No Guyanese gathering is complete without a platter of pholourie. These savory split pea fritters are a delicious crowd-pleasing snack or appetizer. They’re mildly spiced and also vegan, appealing to a wide range of tastes and diets. Serve alongside a bowl of tamarind chutney or mango sour—a spicy and sour condiment. You’ll keep going back for seconds and thirds.
Celebrate Holidays With Pholourie
I grew up in an interfaith home, where we celebrated both Christian and Hindu holidays. We made pholourie especially during Hindu holidays like Holi and Diwali as well as for Christmas. For Holi, we made a lot of sweeter snacks, but this savory item was always included. They were the perfect balance of flavors and texture—airy with a crisp outer layer and fluffy on the inside with prominent cumin and split pea flavor.

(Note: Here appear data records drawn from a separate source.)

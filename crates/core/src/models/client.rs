use std::collections::BTreeSet;

use serde::{Deserialize, Serialize};

#[derive(Debug, Clone, Copy, PartialEq, Eq, Hash, Serialize, Deserialize)]
pub enum RelationshipStatus {
    #[serde(rename = "single")]
    Single,
    #[serde(rename = "married")]
    Married,
    #[serde(rename = "divorced")]
    Divorced,
    #[serde(rename = "widowed")]
    Widowed,
    #[serde(rename = "in a relationship")]
    InARelationship,
}

#[derive(Debug, Clone, Copy, PartialEq, Eq, Hash, Serialize, Deserialize)]
pub enum AgeRange {
    #[serde(rename = "18-24")]
    From18To24,
    #[serde(rename = "25-34")]
    From25To34,
    #[serde(rename = "35-44")]
    From35To44,
    #[serde(rename = "45-54")]
    From45To54,
    #[serde(rename = "55-64")]
    From55To64,
    #[serde(rename = "65+")]
    Over65,
}

#[derive(Debug, Clone, Copy, PartialEq, Eq, Hash, Serialize, Deserialize)]
pub enum EmploymentStatus {
    #[serde(rename = "Employed Full-time")]
    FullTime,
    #[serde(rename = "Employed Part-time")]
    PartTime,
    #[serde(rename = "Self-employed")]
    SelfEmployed,
    Unemployed,
    Retired,
    Student,
}

#[derive(Debug, Clone, Copy, PartialEq, Eq, Hash, Serialize, Deserialize)]
pub enum ReasonForVisit {
    #[serde(rename = "Create/Review Budget")]
    Budget,
    #[serde(rename = "Debt Management")]
    DebtManagement,
    #[serde(rename = "General Financial Planning")]
    GeneralPlanning,
    #[serde(rename = "Emergency Fund/Savings")]
    EmergencyFund,
    #[serde(rename = "Investing & Wealth Building")]
    Investing,
    #[serde(rename = "Business/Self-employed")]
    Business,
    Other,
}

#[derive(Debug, Clone, Copy, PartialEq, Eq, PartialOrd, Ord, Hash, Serialize, Deserialize)]
pub enum DebtType {
    #[serde(rename = "Credit Cards")]
    CreditCards,
    #[serde(rename = "Student Loans")]
    StudentLoans,
    Mortgage,
    #[serde(rename = "Car Loan")]
    CarLoan,
    Medical,
    #[serde(rename = "Personal Loan")]
    PersonalLoan,
    Other,
}

#[derive(Debug, Clone, Copy, Default, PartialEq, Eq, Hash, Serialize, Deserialize)]
pub enum PreferredContactMethod {
    #[default]
    Email,
    Phone,
    Text,
}

impl PreferredContactMethod {
    /// Phone and text both need a number to reach the client.
    pub fn needs_phone(&self) -> bool {
        matches!(self, PreferredContactMethod::Phone | PreferredContactMethod::Text)
    }
}

#[derive(Debug, Clone, PartialEq, Eq, Serialize, Deserialize)]
pub struct Attachment {
    pub url: String,
    #[serde(default)]
    pub filename: String,
}

/// Validated intake record, optionally linked to a reservation.
#[derive(Debug, Clone, PartialEq, Eq, Serialize, Deserialize)]
#[serde(rename_all = "camelCase")]
pub struct ClientProfile {
    pub first_name: String,
    pub last_name: String,
    pub email: String,
    #[serde(default, skip_serializing_if = "Option::is_none")]
    pub phone: Option<String>,

    #[serde(default, skip_serializing_if = "Option::is_none")]
    pub relationship: Option<RelationshipStatus>,
    #[serde(default, skip_serializing_if = "Option::is_none")]
    pub household_size: Option<u32>,
    #[serde(default, skip_serializing_if = "Option::is_none")]
    pub age_range: Option<AgeRange>,
    #[serde(default, skip_serializing_if = "Option::is_none")]
    pub employment_status: Option<EmploymentStatus>,

    pub reason_for_visit: ReasonForVisit,
    #[serde(default, skip_serializing_if = "Option::is_none")]
    pub primary_financial_concern: Option<String>,
    #[serde(default, skip_serializing_if = "BTreeSet::is_empty")]
    pub current_debt_type: BTreeSet<DebtType>,

    #[serde(default, skip_serializing_if = "Option::is_none")]
    pub preferred_contact_method: Option<PreferredContactMethod>,
    #[serde(default, skip_serializing_if = "Option::is_none")]
    pub best_time_to_contact: Option<String>,

    pub consent: bool,

    #[serde(default, skip_serializing_if = "Option::is_none")]
    pub booked_record_id: Option<String>,

    #[serde(default, skip_serializing_if = "Vec::is_empty")]
    pub attachments: Vec<Attachment>,
}

/// Body of `POST /api/clients` before validation.
#[derive(Debug, Clone, Default, Serialize, Deserialize)]
#[serde(rename_all = "camelCase", default)]
pub struct CreateClientRequest {
    pub first_name: String,
    pub last_name: String,
    pub email: String,
    pub phone: Option<String>,
    pub relationship: Option<RelationshipStatus>,
    pub household_size: Option<u32>,
    pub age_range: Option<AgeRange>,
    pub employment_status: Option<EmploymentStatus>,
    pub reason_for_visit: Option<ReasonForVisit>,
    pub primary_financial_concern: Option<String>,
    pub current_debt_type: BTreeSet<DebtType>,
    pub preferred_contact_method: Option<PreferredContactMethod>,
    pub best_time_to_contact: Option<String>,
    pub consent: bool,
    pub booked_record_id: Option<String>,
    pub attachments: Vec<Attachment>,
}
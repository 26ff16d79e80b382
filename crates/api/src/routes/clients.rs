use axum::{Router, routing::post};
use std::sync::Arc;

use crate::{ApiState, handlers};

pub fn routes() -> Router<Arc<ApiState>> {
    Router::new().route("/api/clients", post(handlers::clients::create_client))
}
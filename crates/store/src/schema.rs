//! Table and field names of the booking base.

use std::str::FromStr;

use serde::{Deserialize, Serialize};

/// Field names as they appear in the store.
pub mod fields {
    // Booked
    pub const DATE_AND_TIME: &str = "dateAndTime";
    pub const FIRST_NAME: &str = "FirstName";
    pub const LAST_NAME: &str = "LastName";
    pub const EMAIL: &str = "Email";
    pub const BOOKING_TYPE: &str = "BookingType";
    pub const DATE_BOOKED: &str = "DateBooked";
    pub const TIME_SLOT_START: &str = "TimeSlotStart";
    pub const TIME_SLOT_END: &str = "TimeSlotEnd";
    pub const USER_TIMEZONE: &str = "UserTimezone";
    pub const USER_LOCAL_TIME: &str = "UserLocalTime";

    // Fine-grained slot records
    pub const SLOT_DATE: &str = "Date";
    pub const SLOT_START_TIME: &str = "StartTime";
    pub const SLOT_IS_BOOKED: &str = "IsBooked";
    pub const SLOT_BOOKING: &str = "Booking";

    // Clients
    pub const PHONE: &str = "Phone";
    pub const REASON_FOR_VISIT: &str = "ReasonForVisit";
    pub const CONSENT: &str = "Consent";
    pub const RELATIONSHIP_STATUS: &str = "RelationshipStatus";
    pub const HOUSEHOLD_SIZE: &str = "HouseholdSize";
    pub const AGE_RANGE: &str = "AgeRange";
    pub const EMPLOYMENT_STATUS: &str = "EmploymentStatus";
    pub const PRIMARY_FINANCIAL_CONCERN: &str = "PrimaryFinancialConcern";
    pub const CURRENT_DEBT_TYPE: &str = "CurrentDebtType";
    pub const PREFERRED_CONTACT_METHOD: &str = "PreferredContactMethod";
    pub const BEST_TIME_TO_CONTACT: &str = "BestTimeToContact";
    pub const BOOKED_RECORD: &str = "BookedRecord";
    pub const ATTACHMENTS: &str = "Attachments";

    // Contacts
    pub const NAME: &str = "Name";
    pub const SUBJECT: &str = "Subject";
    pub const MESSAGE: &str = "Message";

    // Testimonials
    pub const NOTES: &str = "Notes";
    pub const DATE_CREATED: &str = "DateCreated";
}

#[derive(Debug, Clone, PartialEq, Eq)]
pub struct Tables {
    pub booked: String,
    pub clients: String,
    pub contacts: String,
    pub testimonials: String,
    /// Optional table with one record per bookable slot.
    pub slots: Option<String>,
}

impl Default for Tables {
    fn default() -> Self {
        Self {
            booked: "Booked".to_string(),
            clients: "Clients".to_string(),
            contacts: "Contacts".to_string(),
            testimonials: "Testimonials".to_string(),
            slots: None,
        }
    }
}

/// How a reservation is laid out in the Booked table.
#[derive(Debug, Clone, Copy, Default, PartialEq, Eq, Serialize, Deserialize)]
#[serde(rename_all = "lowercase")]
pub enum BookingSchema {
    /// Decomposed date and slot fields only.
    Fields,
    /// Decomposed fields plus the UTC `dateAndTime` instant, and the matching
    /// slot record marked as booked when a slot table exists.
    #[default]
    Instant,
}

impl FromStr for BookingSchema {
    type Err = String;

    fn from_str(s: &str) -> Result<Self, Self::Err> {
        match s.trim().to_ascii_lowercase().as_str() {
            "fields" => Ok(BookingSchema::Fields),
            "instant" => Ok(BookingSchema::Instant),
            other => Err(format!("unknown booking schema '{}'", other)),
        }
    }
}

What I love most about pholourie (besides the taste) is how great it is for entertaining. It can stay out on a buffet table for hours and still taste great piping hot or at room temperature. Your guests can have it on its own or as a part of a meal.
Pholourie is the perfect appetizer for various occasions. Aside from it being a must-have on your holiday spread, it’s great as an in-between snack. On the weekends when we would do our grocery shopping, we’d often stop by a roti shop, buy a bag of pholourie, and wash them down with cream sodas to hold us over until lunch time! Other times when visitors would plan to stop by our home, my Mom would whip up the batter in no time and fry them once our guests arrived.
What Is Guyanese Pholourie?
Guyanese pholourie is a yellow split pea-based appetizer or snack seasoned with geera (ground roasted cumin), turmeric, salt, hot pepper, and garlic along with enough salt to bring out the flavors. It is a contribution to West Indian cuisine from Indian indentured laborers who came to the West Indies in the 1800s.
Geera—roasted ground cumin is a prominent ingredient in the batter. You can purchase this online, or make your own by toasting whole cumin seeds for a couple of minutes on low heat until fragrant. Transfer to a spice grinder and pulse until fine. Use what you need for this recipe and store the rest in a small glass jar.
The batter is dropped by dollops into hot oil and fried until golden brown.
Toasting the Cumin
A hallmark flavor of Guyanese pholourie is the geera flavor. Geera is roasted cumin seed, which is much darker than regular cumin in color and has a deeper flavor.
If you cannot source roasted cumin seeds, feel free to toast regular cumin seeds at home. Toast the spice in a non-stick skillet, shaking occasionally, for a couple of minutes until the color is dark brown. Put it into a spice grinder and pulse until finely ground and powdery.
Traditional Guyanese pholourie uses dried yellow split peas which are soaked overnight then blended with water until smooth. All-purpose flour and seasonings are then added to make a batter. Many other Guyanese versions use split pea flour in place of dried split peas (which is the version you’ll be making here). Some are denser while others are airier. It’s all a matter of preference.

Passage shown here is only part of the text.